[Stored data entries]
- Opening Delimiter -

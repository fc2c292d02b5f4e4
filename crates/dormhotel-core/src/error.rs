//! Unified application error types for DormHotel.
//!
//! All crates map their internal errors into [`AppError`] for consistent
//! propagation through the ? operator. The HTTP layer decides the status
//! code from the [`ErrorKind`] alone.

use std::fmt;
use thiserror::Error;

/// Top-level error kind categorization used across the entire application.
#[derive(Debug, Clone, Copy, PartialEq, Eq, Hash, serde::Serialize, serde::Deserialize)]
pub enum ErrorKind {
    /// Malformed, missing, or out-of-range input.
    Validation,
    /// Request body exceeds the configured limit.
    PayloadTooLarge,
    /// Missing, invalid, or expired credentials.
    Unauthenticated,
    /// Valid identity with insufficient rights.
    Forbidden,
    /// The referenced entity does not exist.
    NotFound,
    /// Registration attempted with an email that is already stored.
    DuplicateEmail,
    /// The relational store failed or timed out.
    StoreUnavailable,
    /// A configuration error occurred.
    Configuration,
    /// An unexpected internal failure.
    Internal,
}

impl fmt::Display for ErrorKind {
    fn fmt(&self, f: &mut fmt::Formatter<'_>) -> fmt::Result {
        match self {
            Self::Validation => write!(f, "VALIDATION"),
            Self::PayloadTooLarge => write!(f, "PAYLOAD_TOO_LARGE"),
            Self::Unauthenticated => write!(f, "UNAUTHENTICATED"),
            Self::Forbidden => write!(f, "FORBIDDEN"),
            Self::NotFound => write!(f, "NOT_FOUND"),
            Self::DuplicateEmail => write!(f, "DUPLICATE_EMAIL"),
            Self::StoreUnavailable => write!(f, "STORE_UNAVAILABLE"),
            Self::Configuration => write!(f, "CONFIGURATION"),
            Self::Internal => write!(f, "INTERNAL"),
        }
    }
}

/// The unified application error used throughout DormHotel.
#[derive(Debug, Error)]
#[error("{kind}: {message}")]
pub struct AppError {
    /// The category of error.
    pub kind: ErrorKind,
    /// A human-readable error message.
    pub message: String,
    /// Optional underlying cause.
    #[source]
    pub source: Option<Box<dyn std::error::Error + Send + Sync>>,
}

impl AppError {
    /// Create a new application error.
    pub fn new(kind: ErrorKind, message: impl Into<String>) -> Self {
        Self {
            kind,
            message: message.into(),
            source: None,
        }
    }

    /// Create a new application error with an underlying cause.
    pub fn with_source(
        kind: ErrorKind,
        message: impl Into<String>,
        source: impl std::error::Error + Send + Sync + 'static,
    ) -> Self {
        Self {
            kind,
            message: message.into(),
            source: Some(Box::new(source)),
        }
    }

    /// Create a validation error.
    pub fn validation(message: impl Into<String>) -> Self {
        Self::new(ErrorKind::Validation, message)
    }

    /// Create a payload-too-large error.
    pub fn payload_too_large(message: impl Into<String>) -> Self {
        Self::new(ErrorKind::PayloadTooLarge, message)
    }

    /// Create an unauthenticated error.
    pub fn unauthenticated(message: impl Into<String>) -> Self {
        Self::new(ErrorKind::Unauthenticated, message)
    }

    /// Create a forbidden error.
    pub fn forbidden(message: impl Into<String>) -> Self {
        Self::new(ErrorKind::Forbidden, message)
    }

    /// Create a not-found error.
    pub fn not_found(message: impl Into<String>) -> Self {
        Self::new(ErrorKind::NotFound, message)
    }

    /// Create a duplicate-email error.
    pub fn duplicate_email(message: impl Into<String>) -> Self {
        Self::new(ErrorKind::DuplicateEmail, message)
    }

    /// Create a store-unavailable error.
    pub fn store_unavailable(message: impl Into<String>) -> Self {
        Self::new(ErrorKind::StoreUnavailable, message)
    }

    /// Create a configuration error.
    pub fn configuration(message: impl Into<String>) -> Self {
        Self::new(ErrorKind::Configuration, message)
    }

    /// Create an internal error.
    pub fn internal(message: impl Into<String>) -> Self {
        Self::new(ErrorKind::Internal, message)
    }

    /// Whether this error should be reported to clients as an opaque 500.
    pub fn is_server_fault(&self) -> bool {
        matches!(
            self.kind,
            ErrorKind::StoreUnavailable | ErrorKind::Configuration | ErrorKind::Internal
        )
    }
}

impl Clone for AppError {
    fn clone(&self) -> Self {
        Self {
            kind: self.kind,
            message: self.message.clone(),
            source: None,
        }
    }
}

impl From<serde_json::Error> for AppError {
    fn from(err: serde_json::Error) -> Self {
        Self::with_source(
            ErrorKind::Internal,
            format!("JSON serialization error: {err}"),
            err,
        )
    }
}

impl From<config::ConfigError> for AppError {
    fn from(err: config::ConfigError) -> Self {
        Self::with_source(
            ErrorKind::Configuration,
            format!("Configuration error: {err}"),
            err,
        )
    }
}

#[cfg(test)]
mod tests {
    use super::*;

    #[test]
    fn test_display_includes_kind_and_message() {
        let err = AppError::not_found("Booking not found");
        assert_eq!(err.to_string(), "NOT_FOUND: Booking not found");
    }

    #[test]
    fn test_server_fault_classification() {
        assert!(AppError::store_unavailable("pool timed out").is_server_fault());
        assert!(AppError::internal("boom").is_server_fault());
        assert!(!AppError::validation("bad").is_server_fault());
        assert!(!AppError::duplicate_email("taken").is_server_fault());
    }

    #[test]
    fn test_clone_drops_source() {
        let io = std::io::Error::other("socket closed");
        let err = AppError::with_source(ErrorKind::StoreUnavailable, "query failed", io);
        let cloned = err.clone();
        assert_eq!(cloned.kind, ErrorKind::StoreUnavailable);
        assert!(cloned.source.is_none());
    }
}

- Closing Delimiter -

### Task directions
A verbatim copy of all the records is required. Write it out in full.

### Exercise answer
repository fc2c292d02b5f4e4
filename crates/dormhotel-core/src/error.rs
//! Unified application error types for DormHotel.
//!
//! All crates map their internal errors into [`AppError`] for consistent
//! propagation through the ? operator. The HTTP layer decides the status
//! code from the [`ErrorKind`] alone.

use std::fmt;
use thiserror::Error;

/// Top-level error kind categorization used across the entire application.
#[derive(Debug, Clone, Copy, PartialEq, Eq, Hash, serde::Serialize, serde::Deserialize)]
pub enum ErrorKind {
    /// Malformed, missing, or out-of-range input.
    Validation,
    /// Request body exceeds the configured limit.
    PayloadTooLarge,
    /// Missing, invalid, or expired credentials.
    Unauthenticated,
    /// Valid identity with insufficient rights.
    Forbidden,
    /// The referenced entity does not exist.
    NotFound,
    /// Registration attempted with an email that is already stored.
    DuplicateEmail,
    /// The relational store failed or timed out.
    StoreUnavailable,
    /// A configuration error occurred.
    Configuration,
    /// An unexpected internal failure.
    Internal,
}

impl fmt::Display for ErrorKind {
    fn fmt(&self, f: &mut fmt::Formatter<'_>) -> fmt::Result {
        match self {
            Self::Validation => write!(f, "VALIDATION"),
            Self::PayloadTooLarge => write!(f, "PAYLOAD_TOO_LARGE"),
            Self::Unauthenticated => write!(f, "UNAUTHENTICATED"),
            Self::Forbidden => write!(f, "FORBIDDEN"),
            Self::NotFound => write!(f, "NOT_FOUND"),
            Self::DuplicateEmail => write!(f, "DUPLICATE_EMAIL"),
            Self::StoreUnavailable => write!(f, "STORE_UNAVAILABLE"),
            Self::Configuration => write!(f, "CONFIGURATION"),
            Self::Internal => write!(f, "INTERNAL"),
        }
    }
}

/// The unified application error used throughout DormHotel.
#[derive(Debug, Error)]
#[error("{kind}: {message}")]
pub struct AppError {
    /// The category of error.
    pub kind: ErrorKind,
    /// A human-readable error message.
    pub message: String,
    /// Optional underlying cause.
    #[source]
    pub source: Option<Box<dyn std::error::Error + Send + Sync>>,
}

impl AppError {
    /// Create a new application error.
    pub fn new(kind: ErrorKind, message: impl Into<String>) -> Self {
        Self {
            kind,
            message: message.into(),
            source: None,
        }
    }

    /// Create a new application error with an underlying cause.
    pub fn with_source(
        kind: ErrorKind,
        message: impl Into<String>,
        source: impl std::error::Error + Send + Sync + 'static,
    ) -> Self {
        Self {
            kind,
            message: message.into(),
            source: Some(Box::new(source)),
        }
    }

    /// Create a validation error.
    pub fn validation(message: impl Into<String>) -> Self {
        Self::new(ErrorKind::Validation, message)
    }

    /// Create a payload-too-large error.
    pub fn payload_too_large(message: impl Into<String>) -> Self {
        Self::new(ErrorKind::PayloadTooLarge, message)
    }

    /// Create an unauthenticated error.
    pub fn unauthenticated(message: impl Into<String>) -> Self {
        Self::new(ErrorKind::Unauthenticated, message)
    }

    /// Create a forbidden error.
    pub fn forbidden(message: impl Into<String>) -> Self {
        Self::new(ErrorKind::Forbidden, message)
    }

    /// Create a not-found error.
    pub fn not_found(message: impl Into<String>) -> Self {
        Self::new(ErrorKind::NotFound, message)
    }

    /// Create a duplicate-email error.
    pub fn duplicate_email(message: impl Into<String>) -> Self {
        Self::new(ErrorKind::DuplicateEmail, message)
    }

    /// Create a store-unavailable error.
    pub fn store_unavailable(message: impl Into<String>) -> Self {
        Self::new(ErrorKind::StoreUnavailable, message)
    }

    /// Create a configuration error.
    pub fn configuration(message: impl Into<String>) -> Self {
        Self::new(ErrorKind::Configuration, message)
    }

    /// Create an internal error.
    pub fn internal(message: impl Into<String>) -> Self {
        Self::new(ErrorKind::Internal, message)
    }

    /// Whether this error should be reported to clients as an opaque 500.
    pub fn is_server_fault(&self) -> bool {
        matches!(
            self.kind,
            ErrorKind::StoreUnavailable | ErrorKind::Configuration | ErrorKind::Internal
        )
    }
}

impl Clone for AppError {
    fn clone(&self) -> Self {
        Self {
            kind: self.kind,
            message: self.message.clone(),
            source: None,
        }
    }
}

impl From<serde_json::Error> for AppError {
    fn from(err: serde_json::Error) -> Self {
        Self::with_source(
            ErrorKind::Internal,
            format!("JSON serialization error: {err}"),
            err,
        )
    }
}

impl From<config::ConfigError> for AppError {
    fn from(err: config::ConfigError) -> Self {
        Self::with_source(
            ErrorKind::Configuration,
            format!("Configuration error: {err}"),
            err,
        )
    }
}

#[cfg(test)]
mod tests {
    use super::*;

    #[test]
    fn test_display_includes_kind_and_message() {
        let err = AppError::not_found("Booking not found");
        assert_eq!(err.to_string(), "NOT_FOUND: Booking not found");
    }

    #[test]
    fn test_server_fault_classification() {
        assert!(AppError::store_unavailable("pool timed out").is_server_fault());
        assert!(AppError::internal("boom").is_server_fault());
        assert!(!AppError::validation("bad").is_server_fault());
        assert!(!AppError::duplicate_email("taken").is_server_fault());
    }

    #[test]
    fn test_clone_drops_source() {
        let io = std::io::Error::other("socket closed");
        let err = AppError::with_source(ErrorKind::StoreUnavailable, "query failed", io);
        let cloned = err.clone();
        assert_eq!(cloned.kind, ErrorKind::StoreUnavailable);
        assert!(cloned.source.is_none());
    }
}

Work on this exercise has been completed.